| Assignment |
In the material below, the lines from the one containing "let texts: Vec<Vec<Option<String>>>" through the one containing "let valid_col = column(COL_VALID);" are to be given again exactly, ends included, and no others.

| Data provided |
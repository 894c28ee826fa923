// Reading the spreadsheets published by the ministry: one row per province.
//
// The layout is:
// - a few title rows (single cell, skipped)
// - a row with the party names, starting at the first party column
// - a row with the party abbreviations
// - the column names, the first one being non-empty
// - one row per constituency, and a final "Total" row (skipped)
//
// When the column names contain "Diputados", every party uses two columns:
// votes, then seats won.

use std::collections::BTreeMap;

use calamine::DataType;

use crate::escrutinio::{io_common::normalize_id, io_common::parse_count, *};

const COL_ID: &str = "Código de Provincia";
const COL_NAME: &str = "Nombre de Provincia";
const COL_BLANK: &str = "Votos en blanco";
const COL_CENSUS: &str = "Total censo electoral";
const COL_NULL: &str = "Votos nulos";
const COL_VALID: &str = "Votos válidos";
const COL_TOTAL: &str = "Total votantes";
const COL_SEATS: &str = "Diputados";

pub fn read_ministry_xlsx(path: &str, cfs: &FileSource) -> EscResult<Vec<ConstituencyRecord>> {
    info!("read_ministry_xlsx: reading {}", io_common::simplify_file_name(path));
    let wrange = get_range(path, cfs)?;
    let rows: Vec<Vec<DataType>> = wrange.rows().map(|r| r.to_vec()).collect();
    parse_ministry_rows(&rows, cfs.use_abbreviations()?)
}

fn get_range(path: &str, cfs: &FileSource) -> EscResult<calamine::Range<DataType>> {
    let mut workbook: Xlsx<_> = open_workbook(path).context(OpeningExcelSnafu { path })?;
    let wrange = match &cfs.excel_worksheet_name {
        Some(name) => workbook
            .worksheet_range(name)
            .context(MissingWorksheetSnafu { name: name.clone() })?
            .context(OpeningExcelSnafu { path })?,
        None => workbook
            .worksheet_range_at(0)
            .context(EmptyExcelSnafu {})?
            .context(OpeningExcelSnafu { path })?,
    };
    Ok(wrange)
}

fn cell_text(cell: &DataType) -> Option<String> {
    match cell {
        DataType::String(s) if s.trim().is_empty() => None,
        DataType::String(s) => Some(s.trim().to_string()),
        DataType::Int(i) => Some(i.to_string()),
        DataType::Float(f) if f.fract() == 0.0 => Some(format!("{}", *f as i64)),
        DataType::Float(f) => Some(f.to_string()),
        DataType::Bool(b) => Some(b.to_string()),
        _ => None,
    }
}

fn cell_count(cell: &DataType) -> Option<u64> {
    match cell {
        DataType::Int(i) if *i >= 0 => Some(*i as u64),
        DataType::Float(f) if *f >= 0.0 && f.fract() == 0.0 => Some(*f as u64),
        DataType::String(s) => parse_count(s),
        _ => None,
    }
}

/// A row is used when it has at least two values and does not start with "Total".
fn is_content_row(row: &[Option<String>]) -> bool {
    let mut values = row.iter().flatten();
    match values.next() {
        Some(first) if first == "Total" => false,
        Some(_) => values.next().is_some(),
        None => false,
    }
}

/// The position of the first value of the row, and all the values from there.
fn trim_row(row: &[Option<String>]) -> Option<(usize, Vec<String>)> {
    let start = row.iter().position(|c| c.is_some())?;
    Some((start, row[start..].iter().flatten().cloned().collect()))
}

struct Header {
    /// The index of the row holding the column names.
    row_index: usize,
    first_party_column: usize,
    party_names: Vec<String>,
    party_abbreviations: Vec<String>,
    columns: Vec<Option<String>>,
}

fn parse_header(rows: &[Vec<Option<String>>]) -> EscResult<Header> {
    let mut names: Option<(usize, Vec<String>)> = None;
    let mut abbreviations: Option<(usize, Vec<String>)> = None;
    for (idx, row) in rows.iter().enumerate() {
        if !is_content_row(row) {
            continue;
        }
        if row.first().map(|c| c.is_some()).unwrap_or(false) {
            let (first_party_column, party_names) = names.context(ExcelMissingHeaderSnafu {})?;
            let party_abbreviations = abbreviations.map(|(_, a)| a).unwrap_or_default();
            let mut columns = row.clone();
            while let Some(None) = columns.last() {
                columns.pop();
            }
            return Ok(Header {
                row_index: idx,
                first_party_column,
                party_names,
                party_abbreviations,
                columns,
            });
        }
        if names.is_none() {
            names = trim_row(row);
        } else if abbreviations.is_none() {
            abbreviations = trim_row(row);
        }
    }
    ExcelMissingHeaderSnafu {}.fail()
}

pub fn parse_ministry_rows(
    rows: &[Vec<DataType>],
    use_abbreviations: bool,
) -> EscResult<Vec<ConstituencyRecord>> {
    let texts: Vec<Vec<Option<String>>> = rows
        .iter()
        .map(|r| r.iter().map(cell_text).collect())
        .collect();
    let header = parse_header(&texts)?;
    debug!(
        "parse_ministry_rows: header at row {}: {:?}",
        header.row_index, header.columns
    );

    let column = |name: &str| header.columns.iter().position(|c| c.as_deref() == Some(name));
    let id_col = column(COL_ID).context(MissingFieldSnafu {
        field: COL_ID,
        record: header.row_index,
    })?;
    let name_col = column(COL_NAME);
    let blank_col = column(COL_BLANK);
    let census_col = column(COL_CENSUS);
    let null_col = column(COL_NULL);
    let valid_col = column(COL_VALID);
    let total_col = column(COL_TOTAL);
    let with_seats = column(COL_SEATS).is_some();
    let step = if with_seats { 2 } else { 1 };

    let labels = if use_abbreviations && !header.party_abbreviations.is_empty() {
        &header.party_abbreviations
    } else {
        &header.party_names
    };
    let party_columns: Vec<(usize, &String)> = (header.first_party_column..header.columns.len())
        .step_by(step)
        .zip(labels.iter())
        .collect();

    let mut res: Vec<ConstituencyRecord> = Vec::new();
    for (idx, row) in rows.iter().enumerate().skip(header.row_index + 1) {
        let text_row = &texts[idx];
        if !is_content_row(text_row) || text_row.first().map(|c| c.is_none()).unwrap_or(true) {
            continue;
        }
        let lineno = idx as u64 + 1;
        let count = |col: Option<usize>| -> EscResult<Option<u64>> {
            match col.and_then(|c| row.get(c)) {
                None | Some(DataType::Empty) => Ok(None),
                Some(cell) => cell_count(cell).map(Some).context(ExcelWrongCellTypeSnafu {
                    lineno,
                    content: format!("{:?}", cell),
                }),
            }
        };

        let mut parties: BTreeMap<String, u64> = BTreeMap::new();
        let mut seats: i64 = 0;
        for (col, label) in party_columns.iter() {
            let votes = count(Some(*col))?.unwrap_or(0);
            if votes > 0 {
                if with_seats {
                    seats += count(Some(col + 1))?.unwrap_or(0) as i64;
                }
                parties.insert(label.to_string(), votes);
            }
        }

        let record = ConstituencyRecord {
            id: text_row.get(id_col).cloned().flatten().map(|s| normalize_id(&s)),
            name: name_col.and_then(|c| text_row.get(c).cloned().flatten()),
            seats: if with_seats { Some(seats) } else { None },
            census: count(census_col)?,
            valid_votes: count(valid_col)?,
            blank_votes: count(blank_col)?,
            null_votes: count(null_col)?,
            total_votes: count(total_col)?,
            abstention: None,
            parties: Some(parties),
        };
        debug!("parse_ministry_rows: line {}: {:?}", lineno, record);
        res.push(record);
    }
    Ok(res)
}

#[cfg(test)]
mod tests {
    use super::*;

    fn s(x: &str) -> DataType {
        DataType::String(x.to_string())
    }

    fn f(x: f64) -> DataType {
        DataType::Float(x)
    }

    fn e() -> DataType {
        DataType::Empty
    }

    fn sheet() -> Vec<Vec<DataType>> {
        vec![
            vec![s("Elecciones al Congreso"), e(), e(), e(), e(), e(), e(), e(), e(), e(), e(), e(), e()],
            vec![e(), e(), e(), e(), e(), e(), e(), e(), e(), s("Partido Popular"), e(), s("Vox"), e()],
            vec![e(), e(), e(), e(), e(), e(), e(), e(), e(), s("PP"), e(), s("VOX"), e()],
            vec![
                s("Nombre de Comunidad"),
                s("Código de Provincia"),
                s("Nombre de Provincia"),
                s("Población"),
                s("Total censo electoral"),
                s("Total votantes"),
                s("Votos válidos"),
                s("Votos en blanco"),
                s("Votos nulos"),
                s("Votos"),
                s("Diputados"),
                s("Votos"),
                s("Diputados"),
            ],
            vec![
                s("Andalucía"),
                f(4.0),
                s("Almería"),
                f(700000.0),
                f(1000.0),
                f(715.0),
                f(710.0),
                f(10.0),
                f(5.0),
                f(400.0),
                f(2.0),
                f(300.0),
                f(1.0),
            ],
            vec![
                s("Andalucía"),
                s("11"),
                s("Cádiz"),
                f(1200000.0),
                f(2000.0),
                f(900.0),
                f(900.0),
                f(0.0),
                f(0.0),
                f(900.0),
                f(3.0),
                f(0.0),
                f(0.0),
            ],
            vec![
                s("Total"),
                e(),
                e(),
                f(1900000.0),
                f(3000.0),
                f(1615.0),
                f(1610.0),
                f(10.0),
                f(5.0),
                f(1300.0),
                f(5.0),
                f(300.0),
                f(1.0),
            ],
        ]
    }

    #[test]
    fn reads_provinces() {
        let records = parse_ministry_rows(&sheet(), false).unwrap();
        assert_eq!(records.len(), 2);
        let almeria = &records[0];
        assert_eq!(almeria.id.as_deref(), Some("4"));
        assert_eq!(almeria.name.as_deref(), Some("Almería"));
        assert_eq!(almeria.seats, Some(3));
        assert_eq!(almeria.census, Some(1000));
        assert_eq!(almeria.total_votes, Some(715));
        assert_eq!(almeria.blank_votes, Some(10));
        let parties = almeria.parties.as_ref().unwrap();
        assert_eq!(parties.get("Partido Popular"), Some(&400));
        assert_eq!(parties.get("Vox"), Some(&300));

        // Parties without votes are left out.
        let cadiz = &records[1];
        assert_eq!(cadiz.id.as_deref(), Some("11"));
        assert_eq!(cadiz.seats, Some(3));
        assert_eq!(cadiz.parties.as_ref().map(|p| p.len()), Some(1));
    }

    #[test]
    fn abbreviations() {
        let records = parse_ministry_rows(&sheet(), true).unwrap();
        let parties = records[0].parties.as_ref().unwrap();
        assert_eq!(
            parties.keys().cloned().collect::<Vec<String>>(),
            vec!["PP", "VOX"]
        );
    }

    #[test]
    fn loads_into_store() {
        let records = parse_ministry_rows(&sheet(), false).unwrap();
        let store = ResultStore::load(records).unwrap();
        assert_eq!(store.get("4").map(|c| c.abstention()), Some(285));
    }

    #[test]
    fn wrong_cell() {
        let mut rows = sheet();
        rows[4][9] = s("many");
        assert!(matches!(
            parse_ministry_rows(&rows, false),
            Err(EscrutinioError::ExcelWrongCellType { lineno: 5, .. })
        ));
    }

    #[test]
    fn missing_header() {
        let rows = vec![vec![e(), s("PP"), s("VOX")]];
        assert!(matches!(
            parse_ministry_rows(&rows, false),
            Err(EscrutinioError::ExcelMissingHeader {})
        ));
    }
}
// Primitives shared by the readers.

use std::path::Path;

use unicode_normalization::char::is_combining_mark;
use unicode_normalization::UnicodeNormalization;

/// The last component of a path, for the log messages.
pub fn simplify_file_name(path: &str) -> String {
    Path::new(path)
        .file_name()
        .and_then(|s| s.to_str())
        .unwrap_or(path)
        .to_string()
}

/// Decodes ISO-8859-1 bytes. Every byte is the code point of the same value.
pub fn decode_latin1(bytes: &[u8]) -> String {
    bytes.iter().map(|b| *b as char).collect()
}

/// Removes the accents: `"Abstención"` becomes `"Abstencion"`.
pub fn strip_accents(s: &str) -> String {
    s.nfd().filter(|c| !is_combining_mark(*c)).collect()
}

/// Reads a vote count as written in the published results.
///
/// Dots are thousands separators: `"12.345"` is 12345. Returns `None` when
/// the value is empty or holds anything else than digits.
pub fn parse_count(s: &str) -> Option<u64> {
    let digits: String = s.trim().chars().filter(|c| *c != '.').collect();
    if digits.is_empty() || !digits.chars().all(|c| c.is_ascii_digit()) {
        return None;
    }
    digits.parse::<u64>().ok()
}

/// A normalized constituency identifier: `"04"` and `"4"` are the same
/// constituency. Identifiers that are not numbers are only trimmed.
pub fn normalize_id(s: &str) -> String {
    let t = s.trim();
    match parse_count(t) {
        Some(n) if !t.contains('.') => n.to_string(),
        _ => t.to_string(),
    }
}

/// The counts a column of a precinct file may hold.
#[derive(Eq, PartialEq, Debug, Clone, Copy, Hash, PartialOrd, Ord)]
pub enum CountField {
    Census,
    Total,
    Valid,
    Blank,
    Null,
    Abstention,
}

/// What a column header stands for.
#[derive(Eq, PartialEq, Debug, Clone)]
pub enum ColumnKey {
    Field(CountField),
    Party(String),
    /// Identifiers, names and counts that are not used.
    Ignored,
}

/// Classifies a column header of a precinct file.
///
/// The comparison ignores case and accents. Headers that start with a
/// lowercase letter and are not known are ignored. All the other ones are
/// party labels, without their accents.
pub fn parse_column_key(raw: &str) -> ColumnKey {
    let stripped = strip_accents(raw.trim());
    let lower = stripped.to_lowercase();
    match lower.as_str() {
        "" => ColumnKey::Ignored,
        "censo total" => ColumnKey::Field(CountField::Census),
        "votos totales" => ColumnKey::Field(CountField::Total),
        "votos validos" => ColumnKey::Field(CountField::Valid),
        "votos blancos" => ColumnKey::Field(CountField::Blank),
        "votos nulos" => ColumnKey::Field(CountField::Null),
        "abstencion" => ColumnKey::Field(CountField::Abstention),
        "certif. alta" | "certif. correc." | "censo" | "municipio" | "mesa" | "codmun"
        | "codcir" | "votos electores" | "votos interventores" | "votos candidaturas" => {
            ColumnKey::Ignored
        }
        _ => match stripped.chars().next() {
            Some(c) if c.is_lowercase() => ColumnKey::Ignored,
            _ => ColumnKey::Party(stripped),
        },
    }
}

| Reply to the task |
    let texts: Vec<Vec<Option<String>>> = rows
        .iter()
        .map(|r| r.iter().map(cell_text).collect())
        .collect();
    let header = parse_header(&texts)?;
    debug!(
        "parse_ministry_rows: header at row {}: {:?}",
        header.row_index, header.columns
    );

    let column = |name: &str| header.columns.iter().position(|c| c.as_deref() == Some(name));
    let id_col = column(COL_ID).context(MissingFieldSnafu {
        field: COL_ID,
        record: header.row_index,
    })?;
    let name_col = column(COL_NAME);
    let blank_col = column(COL_BLANK);
    let census_col = column(COL_CENSUS);
    let null_col = column(COL_NULL);
    let valid_col = column(COL_VALID);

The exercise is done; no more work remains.